1. Field of the Invention
The present invention relates to the production of biocompatible magnetic nanoparticles which produce a large amount of heat when exposed to an alternating magnetic field. The produced heat can be used e.g., for therapeutic purposes, in particular for combating cancer.
2. Description of the Relevant Art
Magnetic nanoparticles can convert the energy of a magnetic field into heat in various ways. Besides the heating through so-called hysteresis losses nanoparticles can generate heat through relaxation (Néel and Brown relaxation, respectively). The amount of the produced thermal energy depends on the magnetic field strength (amplitude) and the frequency of the alternating field. The efficiency of the heat production can, at defined strength and frequency of the magnetic field, be estimated by the so-called SAR (specific absorption rate) or SLP (specific power loss) values. SAR values of a substance are normalized to the mass (in grams) used for the measuring and are expressed in the unit [W/g]. However, the SAR value of a magnetic substance depends yet on other factors, such as the particle size and the particle form, the anisotropy and the metal content of the substance. The SAR is preferably determined according to a method developed by Jordan et al. [International Journal of Hyperthermia, 1993, Vol. 9, No. 1, 51-68] at a frequency of 100 kHz and a field strength of up to 18 kA/m. Here, the SAR value is indicated by a normalization on the iron content of the substance in mW/mg Fe.

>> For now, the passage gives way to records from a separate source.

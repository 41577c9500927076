//! Polling loop and the handle that owns it

use crate::buffer::TimeSeriesBuffer;
use crate::config::{OverlapPolicy, PollerConfig};
use crate::error::{PollerError, Result};
use crate::metrics::{MetricsCollector, PollerMetrics};
use crate::sample::PriceSample;
use crate::source::SymbolSource;
use chrono::Local;
use market_data::{normalize_symbols, PriceFetch};
use parking_lot::Mutex;
use serde::Serialize;
use std::sync::Arc;
use tokio::sync::broadcast;
use tokio::task::JoinHandle;
use tokio::time::Instant;
use tracing::{debug, info, warn};

/// Something observable that happened during a tick
#[derive(Debug, Clone, PartialEq, Serialize)]
#[serde(tag = "type", rename_all = "snake_case")]
pub enum PollEvent {
    /// A sample was appended to the buffer
    Sample { tick: u64, sample: PriceSample },

    /// The symbol set was empty and the buffer was emptied
    Cleared { tick: u64, removed: usize },

    /// The fetch failed; the tick added nothing
    FetchFailed { tick: u64, error: String },
}

/// Snapshot of the poller for display
#[derive(Debug, Clone, PartialEq, Serialize)]
pub struct PollerStatus {
    pub running: bool,

    /// Error from the most recent tick, cleared when the next tick starts
    pub last_error: Option<String>,

    pub buffered: usize,
    pub metrics: PollerMetrics,
}

struct PollState {
    buffer: TimeSeriesBuffer,
    last_error: Option<String>,
    stopped: bool,
}

struct Shared {
    config: PollerConfig,
    state: Mutex<PollState>,
    metrics: MetricsCollector,
    events: broadcast::Sender<PollEvent>,
}

impl Shared {
    /// Mutate the tick state unless the poller has been stopped
    ///
    /// `stop` flips the flag under the same lock, so nothing lands after it returns.
    /// Returns `false` once stopped.
    fn apply(&self, f: impl FnOnce(&mut PollState) -> Option<PollEvent>) -> bool {
        let mut state = self.state.lock();
        if state.stopped {
            return false;
        }
        if let Some(event) = f(&mut state) {
            // No subscribers is fine
            let _ = self.events.send(event);
        }
        true
    }

    async fn tick(&self, source: &dyn SymbolSource, prices: &dyn PriceFetch) -> bool {
        let tick = self.metrics.record_tick_started();

        if !self.apply(|state| {
            state.last_error = None;
            None
        }) {
            return false;
        }

        let symbols = match source.symbols() {
            Ok(symbols) => normalize_symbols(&symbols),
            Err(e) => {
                warn!(tick, error = %e, "Symbol source failed, polling as if nothing is selected");
                self.metrics.record_symbol_source_failure();
                Vec::new()
            }
        };

        if symbols.is_empty() {
            self.metrics.record_empty_tick();
            return self.apply(|state| {
                let removed = state.buffer.clear();
                (removed > 0).then(|| {
                    debug!(tick, removed, "No symbols selected, price history cleared");
                    PollEvent::Cleared { tick, removed }
                })
            });
        }

        let started = Instant::now();
        let result = prices.fetch(&symbols).await;
        self.metrics.record_fetch_latency(started.elapsed());

        match result {
            Ok(fetched) => {
                let sample = PriceSample::from_fetch(&symbols, &fetched, Local::now());
                if sample.prices.len() < symbols.len() {
                    debug!(tick, requested = symbols.len(), priced = sample.prices.len(), "Partial price data");
                }
                self.apply(|state| {
                    state.buffer.push(sample.clone());
                    self.metrics.record_sample();
                    Some(PollEvent::Sample { tick, sample })
                })
            }
            Err(e) => {
                let error = e.to_string();
                warn!(tick, error = %error, "Price fetch failed");
                self.apply(|state| {
                    state.last_error = Some(error.clone());
                    self.metrics.record_fetch_failure();
                    Some(PollEvent::FetchFailed { tick, error })
                })
            }
        }
    }
}

async fn run(shared: Arc<Shared>, source: Arc<dyn SymbolSource>, prices: Arc<dyn PriceFetch>) {
    let period = shared.config.interval();
    let mut interval = tokio::time::interval(period);
    interval.set_missed_tick_behavior(shared.config.overlap.missed_tick_behavior());

    loop {
        // The first tick completes immediately
        let deadline = interval.tick().await;

        let late = Instant::now().saturating_duration_since(deadline);
        let missed = (late.as_nanos() / period.as_nanos()) as u64;
        if missed > 0 && shared.config.overlap == OverlapPolicy::Skip {
            debug!(missed, "Previous fetch outlasted the interval, deadlines skipped");
            shared.metrics.record_skipped(missed);
        }

        if !shared.tick(source.as_ref(), prices.as_ref()).await {
            break;
        }
    }

    debug!("Polling loop exited");
}

/// Starts price polling loops
pub struct PricePoller;

impl PricePoller {
    /// Spawn the polling loop on the current Tokio runtime
    ///
    /// The first tick runs immediately; later ticks follow `config.interval()`.
    /// The returned handle stops the loop when dropped.
    pub fn start(
        source: Arc<dyn SymbolSource>,
        prices: Arc<dyn PriceFetch>,
        config: PollerConfig,
    ) -> Result<PollerHandle> {
        Self::start_subscribed(source, prices, config).map(|(handle, _)| handle)
    }

    /// Like [`start`](Self::start), with a receiver subscribed before the first tick
    pub fn start_subscribed(
        source: Arc<dyn SymbolSource>,
        prices: Arc<dyn PriceFetch>,
        config: PollerConfig,
    ) -> Result<(PollerHandle, broadcast::Receiver<PollEvent>)> {
        config.validate().map_err(PollerError::Config)?;
        let runtime = tokio::runtime::Handle::try_current().map_err(|_| PollerError::NoRuntime)?;

        let (events, receiver) = broadcast::channel(config.event_capacity);
        let shared = Arc::new(Shared {
            state: Mutex::new(PollState {
                buffer: TimeSeriesBuffer::new(config.buffer_capacity),
                last_error: None,
                stopped: false,
            }),
            metrics: MetricsCollector::new(config.buffer_capacity),
            events,
            config,
        });

        info!(
            interval_ms = shared.config.interval_ms,
            buffer_capacity = shared.config.buffer_capacity,
            overlap = ?shared.config.overlap,
            "Price poller started"
        );

        let task = runtime.spawn(run(shared.clone(), source, prices));
        Ok((PollerHandle { shared, task: Mutex::new(Some(task)) }, receiver))
    }
}

/// Owner of a running polling loop
pub struct PollerHandle {
    shared: Arc<Shared>,
    task: Mutex<Option<JoinHandle<()>>>,
}

impl PollerHandle {
    /// Buffered samples, oldest first
    pub fn samples(&self) -> Vec<PriceSample> {
        self.shared.state.lock().buffer.to_vec()
    }

    pub fn latest(&self) -> Option<PriceSample> {
        self.shared.state.lock().buffer.latest().cloned()
    }

    pub fn last_error(&self) -> Option<String> {
        self.shared.state.lock().last_error.clone()
    }

    pub fn status(&self) -> PollerStatus {
        let (running, last_error, buffered) = {
            let state = self.shared.state.lock();
            (!state.stopped, state.last_error.clone(), state.buffer.len())
        };
        PollerStatus { running, last_error, buffered, metrics: self.metrics() }
    }

    pub fn metrics(&self) -> PollerMetrics {
        self.shared.metrics.snapshot()
    }

    pub fn config(&self) -> &PollerConfig {
        &self.shared.config
    }

    /// Receive tick events from now on
    pub fn subscribe(&self) -> broadcast::Receiver<PollEvent> {
        self.shared.events.subscribe()
    }

    pub fn is_running(&self) -> bool {
        !self.shared.state.lock().stopped
    }

    /// Stop the loop; safe to call any number of times
    ///
    /// Once this returns no further sample, clear or error is applied.
    pub fn stop(&self) {
        let was_running = {
            let mut state = self.shared.state.lock();
            !std::mem::replace(&mut state.stopped, true)
        };

        if let Some(task) = self.task.lock().take() {
            task.abort();
        }

        if was_running {
            let metrics = self.metrics();
            info!(
                ticks = metrics.ticks_started,
                samples = metrics.samples_appended,
                failures = metrics.fetch_failures,
                "Price poller stopped"
            );
        }
    }
}

impl Drop for PollerHandle {
    fn drop(&mut self) {
        self.stop();
    }
}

Biocompatible magnetic nanoparticles are frequently produced by a so-called precipitation process. This is described by many examples in literature [e.g. DE 196 14 136 A1]. Since these particles are produced in aqueous solution, they can be functionalized without problems and usually possess a good biocompatibility. The particles produced this way show, however, relatively low SAR values and can therefore not meet the innovative requirements of this patent.
Magnetic nanoparticles can also be produced by so-called magnetotactic bacteria [WO 98/40049]. The nanoparticles produced this way have a higher SAR. However, the production process is very complex and expensive. In addition the particles sediment relatively fast, thereby strongly limiting the possible applications.

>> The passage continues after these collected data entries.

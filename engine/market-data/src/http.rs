//! Shared HTTP plumbing for the provider clients

use crate::config::MarketDataConfig;
use crate::error::{MarketDataError, Result};
use reqwest::Client;
use serde_json::Value;
use tracing::debug;
use url::Url;

/// Build the HTTP client used by every provider
pub fn build_client(config: &MarketDataConfig) -> Result<Client> {
    Client::builder()
        .timeout(config.request_timeout())
        .user_agent(concat!("coin-desk/", env!("CARGO_PKG_VERSION")))
        .build()
        .map_err(MarketDataError::from)
}

/// Join path segments onto a base URL, percent-encoding each segment
pub fn endpoint(base: &str, segments: &[&str]) -> Result<Url> {
    let mut url = Url::parse(base)?;
    url.path_segments_mut()
        .map_err(|_| MarketDataError::config(format!("{base} cannot be used as a base URL")))?
        .pop_if_empty()
        .extend(segments);
    Ok(url)
}

/// GET a JSON document, turning non-success statuses into errors
pub async fn get_json(client: &Client, url: Url, query: &[(&str, String)]) -> Result<Value> {
    let endpoint = url.path().to_string();
    debug!("GET {}", url);

    let response = client.get(url).query(query).send().await?;

    if !response.status().is_success() {
        return Err(MarketDataError::Status { endpoint, status: response.status().as_u16() });
    }

    Ok(response.json::<Value>().await?)
}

It is known for years that thermal decomposition of metal complexes in organic solvents results in the formation of colloids or nanoparticles [e.g. Smith et al., J. Phys. Chem. 1980, 84, 1621-1629]. Monodisperse particles of different sizes can be produced by the method published by Pen et al. [US 2006/0211152 A1] and Hyeon et al. [WO 2006/057533 A1]. However, the particles produced by this method are dispersible in organic solvents only and therefore not biocompatible. Furthermore, the SAR values of the particles produced by this method are low. The dispersion of such (hydrophobic) particles in water can be principally achieved by a modification of the shell [e.g. Wang et al, Nano Lett., 2003, 3(11), 1555-1559 or De Palma et al., Chem. Mater, 2007, 19, 1821-1831]. These methods are based on the direct exchange of hydrophobic ligands through hydrophilic ligands. These coating methods result in only a thin (monolayer) coating which does not meet the requirement of a stable biocompatible coating. Furthermore, the colloidal stability of the particles is limited, so that the particles cannot be coated with this method. Further, only highly diluted dispersions of the particles can be coated. Thus, no satisfying technical solution for the dispersion of the particles exists on industrial scale. Further, the substances or solvents used for the dispersion usually possess a high toxicity, thus limiting the biocompatibility.
Biocompatible iron oxide nanoparticles can also be obtained by a coating with silanes according to DE 196 14 136 A1, however, this method is applicable only when the particles are already dispersed in water, whereas hydrophobic particles cannot be readily coated with silanes or silica.